Every tweet I read reflected what I felt and saw on the screen in BvS. Gal Gadot is to Wonder Woman what Christopher Reeve was to Superman. And it may just be that the answer to the question posed up above will be a resounding yes.
Only the gods and goddesses know.
We all have mothers. I had a mother of a cold last week, and since Sunday was Mom’s day, I thought I would take a moment to honor all those women who have taken on the absolutely hardest job in the multi-verse, even though it’s 24 hours late.
I think the best known mother in the four-color universe is the farmer’s wife from Smallville who, with her husband, found and raised the “strange visitor from another planet” who would grow up to become the one and only Superman. Although I’ve always known that farmer’s wife as Martha Clark Kent, her name varied for quite a while; she was known as Mary Kent in Superman #1 (1939), but in George F. Lowther’s 1942 novel, The Adventures of Superman, and on the radio program for which Mr. Lowther was a writer, Mrs. Kent’s first name was Sarah, which also followed her to the George Reeves television series of the same name. (The Adventures of Superman, Episode 1, “Superman on Earth,” written by Richard Fielding) Jerry Siegel and Joe Shuster finally settled on “Martha” sometime in the 1950’s, and since then, every variation of Superman’s mom on the page and on television and in the movies has been known by that name.

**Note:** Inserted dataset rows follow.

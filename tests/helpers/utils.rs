use chrono::{TimeZone, Utc};
use healthsphere_sdk::{APIError, ReminderDTO};

pub fn aspirin_on_weekdays() -> ReminderDTO {
    ReminderDTO {
        pill_name: "Aspirin".into(),
        frequency: 1,
        times: vec!["08:00".into()],
        days: vec![1, 2, 3, 4, 5],
    }
}

/// Timestamp in millis of the given UTC wall clock minute
pub fn utc_millis(year: i32, month: u32, day: u32, hour: u32, minute: u32) -> i64 {
    Utc.with_ymd_and_hms(year, month, day, hour, minute, 0)
        .unwrap()
        .timestamp_millis()
}

pub fn assert_bad_request(err: APIError, message: &str) {
    assert_eq!(err.status.map(|status| status.as_u16()), Some(400));
    assert_eq!(err.message.as_deref(), Some(message));
}
use super::ReminderService;
use crate::{error::HealthError, shared::usecase::UseCase};
use actix_web::{web, HttpResponse};
use healthsphere_api_structs::create_reminder::APIResponse;
use healthsphere_domain::{
    validator::{parse_days, parse_frequency, parse_time, validate_phone},
    Reminder,
};
use healthsphere_infra::HealthContext;
use serde_json::Value;
use thiserror::Error;
use tracing::{info, warn};

pub const REMINDER_CREATED_MESSAGE: &str = "Reminder created successfully!";
const MISSING_FIELDS_MESSAGE: &str = "Missing required fields: phone and reminder";

pub async fn create_reminder_controller(
    service: web::Data<ReminderService>,
    body: web::Json<Value>,
) -> Result<HttpResponse, HealthError> {
    // A body that is not an object has no fields at all, and `null` counts as missing
    let mut fields = match body.into_inner() {
        Value::Object(fields) => fields,
        _ => Default::default(),
    };
    let mut take = |key: &str| fields.remove(key).filter(|value| !value.is_null());
    let (phone, reminder) = match (take("phone"), take("reminder")) {
        (Some(phone), Some(reminder)) => (phone, reminder),
        _ => {
            warn!("{}", MISSING_FIELDS_MESSAGE);
            return Err(HealthError::BadClientData(MISSING_FIELDS_MESSAGE.into()));
        }
    };
    // A phone number that is not even a string can never pass validation
    let phone = phone.as_str().unwrap_or_default();

    service
        .add_reminder(phone, reminder)
        .await
        .map(|_| HttpResponse::Created().json(APIResponse::new(REMINDER_CREATED_MESSAGE)))
        .map_err(HealthError::from)
}

#[derive(Debug)]
pub struct CreateReminderUseCase {
    pub phone_number: String,
    pub reminder: Value,
}

#[derive(Error, Debug, PartialEq)]
pub enum UseCaseError {
    #[error("Invalid phone number format. Please use format: +1234567890")]
    InvalidPhoneNumber,
    #[error("Invalid reminder data format")]
    InvalidReminderData,
    #[error("Number of times must match frequency")]
    FrequencyMismatch,
    #[error("Unable to store the reminder")]
    StorageError,
}

impl From<UseCaseError> for HealthError {
    fn from(e: UseCaseError) -> Self {
        match e {
            UseCaseError::StorageError => Self::InternalError,
            e => Self::BadClientData(e.to_string()),
        }
    }
}

impl CreateReminderUseCase {
    fn parse_reminder(&self) -> Result<Reminder, UseCaseError> {
        let data = match &self.reminder {
            Value::Object(data) if !data.is_empty() => data,
            _ => return Err(UseCaseError::InvalidReminderData),
        };

        let pill_name = data
            .get("pill_name")
            .and_then(Value::as_str)
            .filter(|name| !name.is_empty());
        let frequency = data.get("frequency").and_then(parse_frequency);
        let times = data.get("times").and_then(Value::as_array).and_then(|times| {
            times
                .iter()
                .map(|time| time.as_str().and_then(parse_time))
                .collect::<Option<Vec<_>>>()
        });
        let days = data.get("days").and_then(parse_days);

        let (pill_name, frequency, times, days) = match (pill_name, frequency, times, days) {
            (Some(pill_name), Some(frequency), Some(times), Some(days)) => {
                (pill_name, frequency, times, days)
            }
            _ => return Err(UseCaseError::InvalidReminderData),
        };

        Reminder::new(
            self.phone_number.clone(),
            pill_name.into(),
            frequency,
            times,
            days,
        )
        .map_err(|_| UseCaseError::FrequencyMismatch)
    }
}

#[async_trait::async_trait(?Send)]
impl UseCase for CreateReminderUseCase {
    type Response = Reminder;

    type Error = UseCaseError;

    const NAME: &'static str = "CreateReminder";

    async fn execute(&mut self, ctx: &HealthContext) -> Result<Self::Response, Self::Error> {
        if !validate_phone(&self.phone_number) {
            return Err(UseCaseError::InvalidPhoneNumber);
        }
        let reminder = self.parse_reminder()?;

        ctx.repos
            .reminders
            .insert(&reminder)
            .await
            .map_err(|_| UseCaseError::StorageError)?;
        info!(
            "Reminder {} for {} scheduled for {}",
            reminder.id, reminder.pill_name, reminder.phone_number
        );

        Ok(reminder)
    }
}

#[cfg(test)]
mod tests {
    use super::*;
    use crate::shared::usecase::execute;
    use actix_web::{http::header, http::StatusCode, test, App};
    use healthsphere_api_structs::MessageResponse;
    use healthsphere_domain::{NaiveTime, Weekday};
    use serde_json::json;

    fn valid_reminder() -> Value {
        json!({
            "pill_name": "Aspirin",
            "frequency": 2,
            "times": ["08:00", "20:00"],
            "days": [1, 3, 5]
        })
    }

    async fn create(
        ctx: &HealthContext,
        phone: &str,
        reminder: Value,
    ) -> Result<Reminder, UseCaseError> {
        let usecase = CreateReminderUseCase {
            phone_number: phone.into(),
            reminder,
        };
        execute(usecase, ctx).await
    }

    #[actix_web::test]
    async fn creates_and_stores_valid_reminder() {
        let ctx = HealthContext::create_inmemory();

        let reminder = create(&ctx, "+12345678901", valid_reminder()).await.unwrap();
        assert_eq!(reminder.pill_name, "Aspirin");
        assert_eq!(reminder.frequency, 2);
        assert_eq!(
            reminder.times,
            vec![
                NaiveTime::from_hms_opt(8, 0, 0).unwrap(),
                NaiveTime::from_hms_opt(20, 0, 0).unwrap()
            ]
        );
        assert_eq!(reminder.days, vec![Weekday::Mon, Weekday::Wed, Weekday::Fri]);

        let stored = ctx.repos.reminders.find(&reminder.id).await.unwrap();
        assert_eq!(stored, reminder);
    }

    #[actix_web::test]
    async fn rejects_invalid_phone_before_anything_else() {
        let ctx = HealthContext::create_inmemory();
        for phone in ["12345", "+123", "+12345678901234567", "+1234567890a", ""] {
            let res = create(&ctx, phone, Value::Null).await;
            assert_eq!(res.unwrap_err(), UseCaseError::InvalidPhoneNumber);
        }
        assert_eq!(ctx.repos.reminders.count().await, 0);
    }

    #[actix_web::test]
    async fn rejects_malformed_reminder_data() {
        let ctx = HealthContext::create_inmemory();
        let mut invalid = vec![Value::Null, json!({}), json!([]), json!("Aspirin")];
        for (field, value) in [
            ("pill_name", json!("")),
            ("pill_name", json!(42)),
            ("frequency", json!(0)),
            ("frequency", json!(5)),
            ("frequency", json!("often")),
            ("times", json!("08:00")),
            ("times", json!(["08:00", "25:00"])),
            ("times", json!(["08:00", 8])),
            ("days", json!([0, 1])),
            ("days", json!([1, 8])),
            ("days", json!(3)),
        ] {
            let mut reminder = valid_reminder();
            reminder[field] = value;
            invalid.push(reminder);
        }
        for field in ["pill_name", "frequency", "times", "days"] {
            let mut reminder = valid_reminder();
            reminder.as_object_mut().unwrap().remove(field);
            invalid.push(reminder);
        }

        for reminder in invalid {
            let res = create(&ctx, "+12345678901", reminder.clone()).await;
            assert_eq!(
                res.unwrap_err(),
                UseCaseError::InvalidReminderData,
                "Expected {} to be rejected",
                reminder
            );
        }
        assert_eq!(ctx.repos.reminders.count().await, 0);
    }

    #[actix_web::test]
    async fn rejects_times_not_matching_frequency() {
        let ctx = HealthContext::create_inmemory();
        let reminder = json!({
            "pill_name": "Aspirin",
            "frequency": 2,
            "times": ["08:00"],
            "days": [1, 2, 3, 4, 5]
        });
        let res = create(&ctx, "+12345678901", reminder).await;
        assert_eq!(res.unwrap_err(), UseCaseError::FrequencyMismatch);
        assert_eq!(
            UseCaseError::FrequencyMismatch.to_string(),
            "Number of times must match frequency"
        );
    }

    #[actix_web::test]
    async fn accepts_numeric_string_frequency_and_empty_days() {
        let ctx = HealthContext::create_inmemory();
        let reminder = json!({
            "pill_name": "Vitamin D",
            "frequency": "1",
            "times": ["07:30"],
            "days": []
        });
        let reminder = create(&ctx, "+4712345678", reminder).await.unwrap();
        assert_eq!(reminder.frequency, 1);
        assert!(reminder.days.is_empty());
    }

    #[actix_web::test]
    async fn stores_duplicates_as_separate_reminders() {
        let ctx = HealthContext::create_inmemory();
        let first = create(&ctx, "+12345678901", valid_reminder()).await.unwrap();
        let second = create(&ctx, "+12345678901", valid_reminder()).await.unwrap();
        assert_ne!(first.id, second.id);
        assert_eq!(ctx.repos.reminders.count().await, 2);
    }

    async fn post_payload(payload: &'static str) -> (StatusCode, MessageResponse) {
        let service = web::Data::new(ReminderService::new(HealthContext::create_inmemory()));
        let app = test::init_service(
            App::new()
                .app_data(service)
                .app_data(crate::json_config())
                .configure(crate::reminder::configure_routes),
        )
        .await;
        let req = test::TestRequest::post()
            .uri("/reminders")
            .insert_header(header::ContentType::json())
            .set_payload(payload)
            .to_request();
        let res = test::call_service(&app, req).await;
        let status = res.status();
        (status, test::read_body_json(res).await)
    }

    #[actix_web::test]
    async fn controller_creates_reminder() {
        let (status, body) = post_payload(concat!(
            r#"{"phone": "+12345678901", "reminder": "#,
            r#"{"pill_name": "Aspirin", "frequency": 1, "times": ["08:00"], "days": [1]}}"#,
        ))
        .await;
        assert_eq!(status, StatusCode::CREATED);
        assert_eq!(body.message, REMINDER_CREATED_MESSAGE);
    }

    #[actix_web::test]
    async fn controller_treats_non_object_bodies_as_missing_fields() {
        for payload in [
            "null",
            "[]",
            "\"\"",
            "0",
            "false",
            "{}",
            r#"{"phone": null, "reminder": null}"#,
        ] {
            let (status, body) = post_payload(payload).await;
            assert_eq!(status, StatusCode::BAD_REQUEST);
            assert_eq!(body.message, MISSING_FIELDS_MESSAGE, "payload {}", payload);
        }
    }

    #[actix_web::test]
    async fn controller_rejects_malformed_json() {
        for payload in ["{oops", r#"{"phone": "#] {
            let (status, body) = post_payload(payload).await;
            assert_eq!(status, StatusCode::BAD_REQUEST);
            assert_eq!(body.message, "Invalid JSON payload");
        }
    }

    #[::core::prelude::v1::test]
    fn maps_errors_to_client_messages() {
        match HealthError::from(UseCaseError::InvalidPhoneNumber) {
            HealthError::BadClientData(msg) => assert_eq!(
                msg,
                "Invalid phone number format. Please use format: +1234567890"
            ),
            e => panic!("Unexpected error: {:?}", e),
        }
        assert!(matches!(
            HealthError::from(UseCaseError::StorageError),
            HealthError::InternalError
        ));
    }
}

Several actresses have played Ma Kent on the big and small screens. Virginia Carroll was the first to play her in the 1948 movie serial that starred Kirk Alyn as the Man of Steel, in which her name was Martha. Francis Morris played Sarah Kent in the aforementioned The Adventures of Superman. Phyllis Thaxter was the perfect Martha to Chris Reeve’s Superman in the one and only Richard Donner film—and if you haven’t seen Donner’s version of Superman II, get on it, guys!!!!! The venerable actress Eva Marie Saint played her in Superman Returns, and Diane Lane is the most recent Martha, doing an admirable job in Man of Steel, Batman Vs. Superman: Dawn of Justice, and is about to return as Martha Kent in Justice League.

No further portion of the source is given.